Manca il riconoscimento di “lavoro usurante”, ma per gli infermieri è comunque arrivata una buona notizia. Dal 17 giugno al 15 luglio, per i lavoratori in determinate condizioni, sarà possibile di presentare la domanda per la cosiddetta “Ape sociale”, che darà la possbilità di essere accompagnati alla pensione prima di raggiungere l’età e i requisiti di legge. Una indennità che vale come la rata mensile di pensione al momento dell’accesso alla prestazione (se è meno di 1.500 euro) o uguale a 1.500 euro, se la pensione è pari o maggiore di questo importo.
“Ci siamo battuti a lungo – ha detto
Barbara Mangiacavalli, presidente della Federazione nazionale dei Collegi Ipasvi - per far riconoscere alcuni aspetti della nostra professione come lavoro usurante e non ci arrenderemo, anche se la strada appare complessa. Per ora abbiamo ottenuto di essere stati inseriti dal Parlamento tra i lavori gravosi. E’ il primo passo positivo che si concretizza. Diciamo di aver vinto una battaglia, nella speranza di poter vincere più in là anche la guerra: non si può fare una questione di numero di ore per i turni di notte – sono quelli che di più caratterizzano i lavori usuranti – quando chi li assolve ha le responsabilità che hanno gli infermieri e lo stress lavorativo – altro parametro per considerare un lavoro usurante – che ne consegue”.
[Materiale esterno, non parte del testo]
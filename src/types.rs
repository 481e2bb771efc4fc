// Copyright 2025 Chainflip Labs GmbH
//
// Licensed under the Apache License, Version 2.0 (the "License");
// you may not use this file except in compliance with the License.
// You may obtain a copy of the License at
//
//     http://www.apache.org/licenses/LICENSE-2.0
//
// Unless required by applicable law or agreed to in writing, software
// distributed under the License is distributed on an "AS IS" BASIS,
// WITHOUT WARRANTIES OR CONDITIONS OF ANY KIND, either express or implied.
// See the License for the specific language governing permissions and
// limitations under the License.
//
// SPDX-License-Identifier: Apache-2.0

//! Abstract payload schemas exchanged between party agents and the
//! coordinator. These are plain data; how they actually travel between
//! processes is a transport concern out of scope for this crate.

use std::collections::BTreeMap;

use serde::{Deserialize, Serialize};

use crate::{
	crypto::{Blind, Commitment, Point, Scalar},
	PartyIndex,
};

/// Sent by a party to the coordinator once it has generated its long-lived
/// (or ephemeral) key and wants to join the round.
#[derive(Debug, Clone, Serialize, Deserialize)]
pub struct RegisterRequest {
	pub party_id: String,
}

#[derive(Debug, Clone, Serialize, Deserialize)]
pub struct RegisterResponse {
	pub party_id: String,
	pub y_i: Point,
}

/// The reveal half of the commit/open scheme, for either the long-lived
/// public key (keygen) or the ephemeral nonce commitment (signing).
#[derive(Debug, Clone, Copy, Serialize, Deserialize)]
pub struct CommitOpen {
	pub commitment: Commitment,
	pub blind: Blind,
}

/// A distributing party's VSS commitment vector plus the shares it is
/// handing out to each recipient.
#[derive(Debug, Clone, Serialize, Deserialize)]
pub struct ShareBundle {
	pub commitment_vector: Vec<Point>,
	pub shares: BTreeMap<PartyIndex, Scalar>,
}

/// What a party reports back after `construct_shared`/`construct_eph`: its
/// view of the joint public data. Private material (`x_i`, `rho_i`) is
/// never put on the wire.
#[derive(Debug, Clone, Copy, Serialize, Deserialize)]
pub struct SharedKeyReport {
	pub y_i: Point,
	pub joint_public_key: Point,
}

/// The ephemeral-round analogue of `CommitOpen`, additionally carrying the
/// nonce-commitment point `R_i` itself (which is not secret).
#[derive(Debug, Clone, Copy, Serialize, Deserialize)]
pub struct EphOpen {
	pub r_i: Point,
	pub commitment: Commitment,
	pub blind: Blind,
}

/// Same shape as [`ShareBundle`], restricted to the signing subset.
pub type EphShareBundle = ShareBundle;

/// A party's contribution to the final signature, plus the challenge it
/// computed, so the coordinator can check all signers agree before
/// aggregating.
#[derive(Debug, Clone, Copy, Serialize, Deserialize)]
pub struct LocalSigReport {
	pub gamma_i: Scalar,
	pub k: Scalar,
}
La presidente Ipasvi spiega che “turni massacranti come quelli a cui sono sottoposti ormai gli infermieri si traducono per loro secondo le evidenze cliniche e numerosi studi internazionali in disturbi del sonno, problemi digestivi, stress, aumento di peso, malattie dell’apparato gastroenterico, effetti sulla sfera psicoaffettiva e disturbi cardiovascolari con un aumento del 40% del rischio di malattie coronariche. Conseguenze classiche dei lavori usuranti”.
“Gli infermieri oltre i 63 anni e fino all’età della pensione – ha aggiunto - non sono molti, circa 10-12 mila. Tuttavia al di là della quantificazione economica che l’Ape sociale può eventualmente concedere ad alcuni di loro, è davvero importante che ci sia intanto e solo per il momento una codifica ufficiale della gravosità della nostra professione”.
“Anche la Giurisprudenza – ha concluso Mangiacavalli - sta sottolineando la difficoltà del lavoro negli ospedali che non si configura davvero solo come gravoso: la recente sentenza della Cassazione (14313/2017, Sezione Lavoro) che ha condannato un’azienda sanitaria al risarcimento del danno a un professionista sanitario morto di “superlavoro” alla fine degli anni ’90 è un segnale che chi lavora per tutelare la salute degli altri davvero mette a rischio la propria. Un lavoro più usurante di così è difficile da trovare direi”.